ASSIGNED TASK: Reproduce, character for character, the entries from their opening line through the line with "pub enum EdgeThreshold".

RECORDS SUPPLIED:
-.-.-

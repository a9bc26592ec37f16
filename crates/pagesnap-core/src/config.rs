//! 애플리케이션 설정 구조체.
//!
//! 프레임 품질 게이트 임계값과 캡처 동작을 정의한다. 임계값 기본값은
//! 현장 튜닝으로 변동이 있었던 값들이라 전부 설정으로 노출하며,
//! 어느 것도 코드에 하드코딩하지 않는다.

use serde::{Deserialize, Serialize};

use crate::error::CoreError;

/// 최상위 애플리케이션 설정
#[derive(Debug, Clone, Default, Serialize, Deserialize)]
pub struct AppConfig {
    /// 품질 게이트 임계값 설정
    #[serde(default)]
    pub gate: GateConfig,
    /// 캡처(샘플링/인코딩) 설정
    #[serde(default)]
    pub capture: CaptureConfig,
}

// ============================================================
// 게이트 설정
// ============================================================

/// 에지 임계값 산출 전략
///
/// 조명 변화에 강한 `MeanStd`가 기본값. `MaxFraction`은 초기 버전과의
/// 호환을 위해 유지한다.
#[derive(Debug, Clone, Copy, PartialEq, Serialize, Deserialize)]
#[serde(tag = "mode", rename_all = "snake_case")]
pub enum EdgeThreshold {
    /// `mean + k·stddev` (그래디언트 크기 전체 분포 기준)
    MeanStd {
        /// 표준편차 배수
        k: f64,
    },
    /// 관측 최대 그래디언트의 고정 비율
    MaxFraction {
        /// 최대값 대비 비율 (0.0 ~ 1.0)
        fraction: f64,
    },
}

impl Default for EdgeThreshold {
    fn default() -> Self {
        EdgeThreshold::MeanStd { k: 1.2 }
    }
}

/// 품질 게이트 임계값 — 프레임별 합격/불합격 판정 기준
#[derive(Debug, Clone, Serialize, Deserialize)]
pub struct GateConfig {
    /// 캡처 발동에 필요한 연속 합격 프레임 수 (디바운스 길이)
    #[serde(default = "default_consecutive_frames")]
    pub consecutive_frames_required: u32,
    /// 선명도 하한 (라플라시안 분산)
    #[serde(default = "default_sharpness_min")]
    pub sharpness_min: f64,
    /// 밝기 충족 비율 하한 (0.0 ~ 1.0)
    #[serde(default = "default_fill_min")]
    pub fill_min: f64,
    /// 프레임 간 움직임 상한 (평균 절대 휘도차)
    #[serde(default = "default_motion_max")]
    pub motion_max: f64,
    /// 경계 밴드 두께 — 분석 버퍼 짧은 변 대비 비율 (0.0 ~ 1.0)
    #[serde(default = "default_edge_band_fraction")]
    pub edge_band_fraction: f64,
    /// 4개 경계 밴드 각각의 에지 픽셀 비율 하한 (0.0 ~ 1.0)
    #[serde(default = "default_edge_ratio_min")]
    pub edge_ratio_min: f64,
    /// 세션 시작 후 캡처 허용까지의 최소 경과 시간 (초)
    #[serde(default = "default_min_elapsed_seconds")]
    pub min_elapsed_seconds: f64,
    /// 기대 문서 비율 (너비/높이, 여권 페이지 ≈ 0.70)
    #[serde(default = "default_aspect_target")]
    pub aspect_target: f64,
    /// 비율 허용 오차 (±)
    #[serde(default = "default_aspect_tolerance")]
    pub aspect_tolerance: f64,
    /// 에지 임계값 산출 전략
    #[serde(default)]
    pub edge_threshold: EdgeThreshold,
}

impl Default for GateConfig {
    fn default() -> Self {
        Self {
            consecutive_frames_required: default_consecutive_frames(),
            sharpness_min: default_sharpness_min(),
            fill_min: default_fill_min(),
            motion_max: default_motion_max(),
            edge_band_fraction: default_edge_band_fraction(),
            edge_ratio_min: default_edge_ratio_min(),
            min_elapsed_seconds: default_min_elapsed_seconds(),
            aspect_target: default_aspect_target(),
            aspect_tolerance: default_aspect_tolerance(),
            edge_threshold: EdgeThreshold::default(),
        }
    }
}

impl GateConfig {
    /// 설정값 범위 검증
    pub fn validate(&self) -> Result<(), CoreError> {
        if self.consecutive_frames_required == 0 {
            return Err(validation("consecutive_frames_required", "1 이상이어야 함"));
        }
        if !(self.fill_min > 0.0 && self.fill_min < 1.0) {
            return Err(validation("fill_min", "(0, 1) 범위여야 함"));
        }
        if self.motion_max < 0.0 {
            return Err(validation("motion_max", "0 이상이어야 함"));
        }
        if !(self.edge_band_fraction > 0.0 && self.edge_band_fraction < 1.0) {
            return Err(validation("edge_band_fraction", "(0, 1) 범위여야 함"));
        }
        if !(0.0..=1.0).contains(&self.edge_ratio_min) {
            return Err(validation("edge_ratio_min", "[0, 1] 범위여야 함"));
        }
        if self.min_elapsed_seconds < 0.0 {
            return Err(validation("min_elapsed_seconds", "0 이상이어야 함"));
        }
        if self.aspect_target <= 0.0 {
            return Err(validation("aspect_target", "양수여야 함"));
        }
        if self.aspect_tolerance < 0.0 {
            return Err(validation("aspect_tolerance", "0 이상이어야 함"));
        }
        match self.edge_threshold {
            EdgeThreshold::MeanStd { k } if k < 0.0 => {
                return Err(validation("edge_threshold.k", "0 이상이어야 함"));
            }
            EdgeThreshold::MaxFraction { fraction } if !(0.0..=1.0).contains(&fraction) => {
                return Err(validation("edge_threshold.fraction", "[0, 1] 범위여야 함"));
            }
            _ => {}
        }
        Ok(())
    }
}

// ============================================================
// 캡처 설정
// ============================================================

/// 캡처(샘플링/인코딩) 설정
#[derive(Debug, Clone, Serialize, Deserialize)]
pub struct CaptureConfig {
    /// 분석 버퍼 너비 (픽셀) — 높이는 영역 비율에 따라 유도
    #[serde(default = "default_analysis_width")]
    pub analysis_width: u32,
    /// 캡처 이미지 WebP 품질 (0 ~ 100)
    #[serde(default = "default_webp_quality")]
    pub webp_quality: f32,
    /// true면 캡처 후에도 세션 유지 (반복 캡처), false면 1회 캡처 후 종료
    #[serde(default)]
    pub repeat_capture: bool,
}

impl Default for CaptureConfig {
    fn default() -> Self {
        Self {
            analysis_width: default_analysis_width(),
            webp_quality: default_webp_quality(),
            repeat_capture: false,
        }
    }
}

impl CaptureConfig {
    /// 설정값 범위 검증
    pub fn validate(&self) -> Result<(), CoreError> {
        if !(16..=2048).contains(&self.analysis_width) {
            return Err(validation("analysis_width", "16 ~ 2048 범위여야 함"));
        }
        if !(0.0..=100.0).contains(&self.webp_quality) {
            return Err(validation("webp_quality", "0 ~ 100 범위여야 함"));
        }
        Ok(())
    }
}

impl AppConfig {
    /// 기본 설정값 반환
    pub fn default_config() -> Self {
        Self::default()
    }

    /// 전체 설정 검증
    pub fn validate(&self) -> Result<(), CoreError> {
        self.gate.validate()?;
        self.capture.validate()
    }
}

fn validation(field: &str, message: &str) -> CoreError {
    CoreError::Validation {
        field: field.to_string(),
        message: message.to_string(),
    }
}

// ============================================================
// 기본값 함수
// ============================================================

fn default_consecutive_frames() -> u32 {
    3
}
fn default_sharpness_min() -> f64 {
    32.0
}
fn default_fill_min() -> f64 {
    0.5
}
fn default_motion_max() -> f64 {
    9.0
}
fn default_edge_band_fraction() -> f64 {
    0.12
}
fn default_edge_ratio_min() -> f64 {
    0.12
}
fn default_min_elapsed_seconds() -> f64 {
    1.5
}
fn default_aspect_target() -> f64 {
    0.70
}
fn default_aspect_tolerance() -> f64 {
    0.12
}
fn default_analysis_width() -> u32 {
    400
}
fn default_webp_quality() -> f32 {
    90.0
}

-.-.-

WRITTEN RESPONSE:
repository a9bc26592ec37f16
filename crates/pagesnap-core/src/config.rs
//! 애플리케이션 설정 구조체.
//!
//! 프레임 품질 게이트 임계값과 캡처 동작을 정의한다. 임계값 기본값은
//! 현장 튜닝으로 변동이 있었던 값들이라 전부 설정으로 노출하며,
//! 어느 것도 코드에 하드코딩하지 않는다.

use serde::{Deserialize, Serialize};

use crate::error::CoreError;

/// 최상위 애플리케이션 설정
#[derive(Debug, Clone, Default, Serialize, Deserialize)]
pub struct AppConfig {
    /// 품질 게이트 임계값 설정
    #[serde(default)]
    pub gate: GateConfig,
    /// 캡처(샘플링/인코딩) 설정
    #[serde(default)]
    pub capture: CaptureConfig,
}

// ============================================================
// 게이트 설정
// ============================================================

/// 에지 임계값 산출 전략
///
/// 조명 변화에 강한 `MeanStd`가 기본값. `MaxFraction`은 초기 버전과의
/// 호환을 위해 유지한다.
#[derive(Debug, Clone, Copy, PartialEq, Serialize, Deserialize)]
#[serde(tag = "mode", rename_all = "snake_case")]
pub enum EdgeThreshold {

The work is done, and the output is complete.